During the observation, the observer typically finds a discreet place to sit and takes notes, often using an observation tool such as a list of categories to be observed, checked, and commented on. The chosen observation tool can depend on institutional requirements, the preferences of the observer and teacher, and the purpose of the observation. The observation tool can focus the observer’s attention, and having one is usually better than walking into the classroom with no observation plan. 

In the post-observation meeting, the observer and teacher look over the written notes and discuss the lesson. Giving and receiving feedback can be stressful if the lesson didn’t go well or if the observer perceives problems that the teacher is not aware of. Comments such as ‘You need to talk less,’ or ‘Your instructions were unclear and resulted in chaos,’ might stimulate a defensive response in the teacher, who may feel criticized or attacked. A less invasive way of addressing problematic aspects of the lesson is to ask questions, such as, ‘What did you think of the ratio of your talking time to that of your students’?’ or ‘Did you think about pre-teaching any of the vocabulary before asking the students to read the passage?’ How direct feedback is depends on the context: in a teacher training course, a trainer is likely to point out problems and help the trainee teacher develop solutions. In a more collegial environment where the conversation is between fellow professionals, feedback that gives rise to discussion might be more appropriate. 

Who or What is Being Observed, Exactly?

It’s common to think of observation as ‘teacher observation,’ an exercise centered on the performance of one person in the room. This approach might have been appropriate in more teacher-centered days, but in recent years educational theory and practice have moved in the direction of students and to a consideration of the classroom as a learning environment. Robert Diamond (2008) described this change as, “the shift that has been underway in how we describe the role that faculty have in the learning process – the move from being teaching-centered to being learning-centered.” 

He continued:

Robert Barr and John Tagg have described this shift as a move from the instructional delivery system, where faculty are conceived primarily as disciplinary experts who impart knowledge by lecturing, to the “learning paradigm,” which conceives of faculty as primarily the designers of learning environments where they study and apply best methods for producing knowledge and student success (1995, p.24).” Diamond, R.M., Designing and Assessing Courses and Curricula: A Practical Guide, 3rd ed. (2008), p. 190. Jossey Bass.

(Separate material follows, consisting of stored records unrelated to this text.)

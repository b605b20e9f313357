//! PostgreSQL connection and error helpers shared by the sqlx-backed stores.

use std::time::Duration;

use sqlx::PgPool;
use sqlx::postgres::PgPoolOptions;
use uuid::Uuid;

/// Namespace mixed into every advisory key so scan aggregation locks do not
/// collide with advisory locks taken by other applications on the same database.
const AGGREGATION_LOCK_NAMESPACE: i64 = 0x5343_414e_4147_4752;

/// Open a connection pool.
///
/// The pool is the only process-level resource; callers own it and pass it into
/// each store constructor.
pub async fn connect(database_url: &str, max_connections: u32) -> Result<PgPool, sqlx::Error> {
    PgPoolOptions::new()
        .max_connections(max_connections)
        .acquire_timeout(Duration::from_secs(10))
        .connect(database_url)
        .await
}

/// Stable 64-bit advisory lock key for a scan job.
///
/// Identical across processes and restarts (no per-process hash seed).
pub fn advisory_key(id: &Uuid) -> i64 {
    let (hi, lo) = id.as_u64_pair();
    ((hi ^ lo) as i64) ^ AGGREGATION_LOCK_NAMESPACE
}

/// Classification of a sqlx failure, before the owning layer wraps it.
#[derive(Debug, Clone, PartialEq, Eq)]
pub enum SqlFailure {
    /// `23505`
    UniqueViolation(String),
    /// `23503` / `23514`
    ConstraintViolation(String),
    /// Pool closed or timed out
    Unavailable(String),
    Other(String),
}

impl SqlFailure {
    pub fn message(&self) -> &str {
        match self {
            SqlFailure::UniqueViolation(m)
            | SqlFailure::ConstraintViolation(m)
            | SqlFailure::Unavailable(m)
            | SqlFailure::Other(m) => m,
        }
    }
}

impl std::fmt::Display for SqlFailure {
    fn fmt(&self, f: &mut std::fmt::Formatter<'_>) -> std::fmt::Result {
        f.write_str(self.message())
    }
}

/// Map a sqlx error raised by `operation` into a [`SqlFailure`].
pub fn map_sqlx_error(operation: &str, err: sqlx::Error) -> SqlFailure {
    match err {
        sqlx::Error::Database(db_err) => {
            let msg = format!("database error in {}: {}", operation, db_err.message());
            match db_err.code().as_deref() {
                Some("23505") => SqlFailure::UniqueViolation(msg),
                Some("23503") | Some("23514") => SqlFailure::ConstraintViolation(msg),
                _ => SqlFailure::Other(msg),
            }
        }
        sqlx::Error::PoolClosed => {
            SqlFailure::Unavailable(format!("connection pool closed in {}", operation))
        }
        sqlx::Error::PoolTimedOut => {
            SqlFailure::Unavailable(format!("connection pool timed out in {}", operation))
        }
        sqlx::Error::RowNotFound => {
            // fetch_optional/fetch_all are used throughout; this should not happen
            SqlFailure::Other(format!("unexpected row not found in {}", operation))
        }
        _ => SqlFailure::Other(format!("sqlx error in {}: {}", operation, err)),
    }
}
#[async_trait]
impl AggregationGuard for PgAggregationGuard {
    async fn load(&mut self) -> Result<Option<(ScanJob, Vec<ScanPartition>)>, ScanStoreError> {
        let row = sqlx::query(concat!(
            "SELECT ",
            job_columns!(),
            " FROM scan_jobs WHERE id = $1 AND tenant_id = $2 FOR UPDATE"
        ))
        .bind(self.job_id.as_uuid())
        .bind(self.tenant_id.as_uuid())
        .fetch_optional(&mut *self.tx)
        .await
        .map_err(storage("aggregation_load"))?;

        let Some(row) = row else {
            return Ok(None);
        };
        let job = decode_job(&row)?;

        let rows = sqlx::query(concat!(
            "SELECT ",
            partition_columns!(),
            " FROM scan_partitions WHERE job_id = $1 AND tenant_id = $2 ORDER BY partition_index"
        ))
        .bind(self.job_id.as_uuid())
        .bind(self.tenant_id.as_uuid())
        .fetch_all(&mut *self.tx)
        .await
        .map_err(storage("aggregation_load"))?;

        let partitions = rows
            .iter()
            .map(decode_partition)
            .collect::<Result<Vec<_>, _>>()?;
        Ok(Some((job, partitions)))
    }

    /// The parent row has been locked since `load`, so `cancel_job` waits for
    /// this commit and then finds the parent terminal.
    async fn commit(
        self: Box<Self>,
        summary: &ScanSummary,
    ) -> Result<Option<ScanSummary>, ScanStoreError> {
        let mut this = *self;
        let done = sqlx::query(
            r#"
            UPDATE scan_jobs
            SET status = $3,
                files_scanned = $4,
                files_with_pii = $5,
                total_entities = $6,
                partitions_completed = $7,
                partitions_failed = $8,
                error = $9,
                completed_at = $10
            WHERE id = $1 AND tenant_id = $2 AND completed_at IS NULL
            "#,
        )
        .bind(this.job_id.as_uuid())
        .bind(this.tenant_id.as_uuid())
        .bind(summary.status.as_str())
        .bind(summary.files_scanned as i64)
        .bind(summary.files_with_pii as i64)
        .bind(summary.total_entities as i64)
        .bind(summary.partitions_completed as i32)
        .bind(summary.partitions_failed as i32)
        .bind(summary.error.as_deref())
        .bind(summary.completed_at)
        .execute(&mut *this.tx)
        .await
        .map_err(storage("aggregation_commit"))?;

        let written = done.rows_affected() == 1;
        this.tx.commit().await.map_err(storage("aggregation_commit"))?;
        Ok(written.then(|| summary.clone()))
    }

    async fn release(self: Box<Self>) -> Result<(), ScanStoreError> {
        let this = *self;
        this.tx.rollback().await.map_err(storage("aggregation_release"))
    }
}
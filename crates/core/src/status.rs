//! Work-item lifecycle shared by queue jobs, scan jobs and scan partitions.
//!
//! ```text
//!            dequeue            complete
//! pending ───────────► running ──────────► completed
//!    │   ◄───────────     │
//!    │   fail (retry)     │ fail (exhausted)
//!    │                    ▼
//!    │   requeue_failed  failed
//!    │ ◄──────────────────┘
//!    │ cancel             │ cancel
//!    └──────► cancelled ◄─┘
//! ```

use core::str::FromStr;
use serde::{Deserialize, Serialize};

use crate::error::DomainError;

/// Status of a unit of work.
#[derive(Debug, Copy, Clone, PartialEq, Eq, Hash, Serialize, Deserialize)]
#[serde(rename_all = "snake_case")]
pub enum WorkStatus {
    /// Waiting to be claimed.
    Pending,
    /// Claimed by exactly one worker.
    Running,
    /// Finished successfully.
    Completed,
    /// Finished unsuccessfully (dead-lettered for queue jobs).
    Failed,
    /// Stopped by an operator or by a cancelled parent.
    Cancelled,
}

impl WorkStatus {
    pub const ALL: [WorkStatus; 5] = [
        WorkStatus::Pending,
        WorkStatus::Running,
        WorkStatus::Completed,
        WorkStatus::Failed,
        WorkStatus::Cancelled,
    ];

    /// Wire/storage name.
    pub fn as_str(&self) -> &'static str {
        match self {
            WorkStatus::Pending => "pending",
            WorkStatus::Running => "running",
            WorkStatus::Completed => "completed",
            WorkStatus::Failed => "failed",
            WorkStatus::Cancelled => "cancelled",
        }
    }

    pub fn is_terminal(&self) -> bool {
        matches!(
            self,
            WorkStatus::Completed | WorkStatus::Failed | WorkStatus::Cancelled
        )
    }

    /// Legal transitions for queue jobs.
    ///
    /// Includes the two backward edges: `running -> pending` (retry with backoff,
    /// or operator reclaim) and `failed -> pending` (dead-letter requeue).
    pub fn can_transition_to(&self, next: WorkStatus) -> bool {
        use WorkStatus::*;
        matches!(
            (self, next),
            (Pending, Running)
                | (Pending, Cancelled)
                | (Running, Completed)
                | (Running, Failed)
                | (Running, Cancelled)
                | (Running, Pending)
                | (Failed, Pending)
        )
    }

    /// Legal transitions for scan partitions: forward only. A partition whose
    /// last attempt died before it started goes straight to `Failed`.
    pub fn can_advance_to(&self, next: WorkStatus) -> bool {
        use WorkStatus::*;
        matches!(
            (self, next),
            (Pending, Running)
                | (Pending, Cancelled)
                | (Pending, Failed)
                | (Running, Completed)
                | (Running, Failed)
                | (Running, Cancelled)
        )
    }
}

impl core::fmt::Display for WorkStatus {
    fn fmt(&self, f: &mut core::fmt::Formatter<'_>) -> core::fmt::Result {
        f.write_str(self.as_str())
    }
}

impl FromStr for WorkStatus {
    type Err = DomainError;

    fn from_str(s: &str) -> Result<Self, Self::Err> {
        match s {
            "pending" => Ok(WorkStatus::Pending),
            "running" => Ok(WorkStatus::Running),
            "completed" => Ok(WorkStatus::Completed),
            "failed" => Ok(WorkStatus::Failed),
            "cancelled" => Ok(WorkStatus::Cancelled),
            other => Err(DomainError::UnknownStatus(other.to_string())),
        }
    }
}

‘Teacher observation’ may have been more appropriate in teaching-centered classrooms. But in the modern, interactive classroom, the teacher is only one element in what Van Lier described as an ‘ecology’ which offers ‘affordances’ for learning (Van Lier, L., 2004. The Ecology and Semiotics of Language Learning: a Sociological Perspective. Kluwer Academic Publishers). The effective classroom is one that offers students rich affordances or opportunities for learning. The teacher plays a key role in this ecology, but it is also made up of each student, the physical structure and location of the room, the classroom equipment, the wider school environment, even the time of day and stage of the school term. Since the most important question in the learning paradigm concerns student learning, focusing on the activities of the teacher alone in an observation is inadequate. Observers might take a more ecological approach and look for the factors – which of course include the teacher – that encourage or impede student learning. 

This is not to deny that there are more effective and less effective teachers, but in reality it can be challenging to make that determination based on a single classroom observation. There is no easy answer to this: frequent observations will create a greater workload and induce more anxiety. 

Some Ecological Observation Tools

Here are four practices observers can use that acknowledge the classroom as a whole environment that can produce affordances for learning:

  1. The ‘What is Happening Now’ Observation

In this practice, the observer notes what is happening in the room at every five-minute point during the lesson. Going over the raw or edited notes after the class can bring to light the amount of time students vs. the teacher were actively participating or talking, the length of time devoted to an activity (too long, too short, or just right?), whether students were on task, and more. 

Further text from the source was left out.